(Stored data entries)
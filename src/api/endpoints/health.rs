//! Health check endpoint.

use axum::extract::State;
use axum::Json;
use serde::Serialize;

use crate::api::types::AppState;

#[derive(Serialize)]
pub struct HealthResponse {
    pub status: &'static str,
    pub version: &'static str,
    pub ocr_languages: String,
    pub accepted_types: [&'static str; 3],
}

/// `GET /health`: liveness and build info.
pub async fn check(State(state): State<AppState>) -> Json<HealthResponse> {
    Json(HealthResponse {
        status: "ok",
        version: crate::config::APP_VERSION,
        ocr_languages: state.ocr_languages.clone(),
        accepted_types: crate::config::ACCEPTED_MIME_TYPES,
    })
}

◆ **Task statement**
Look through the entries above, find each line containing "HealthResponse", and copy it.

◆ **Response to the task**
pub struct HealthResponse {
pub async fn check(State(state): State<AppState>) -> Json<HealthResponse> {
    Json(HealthResponse {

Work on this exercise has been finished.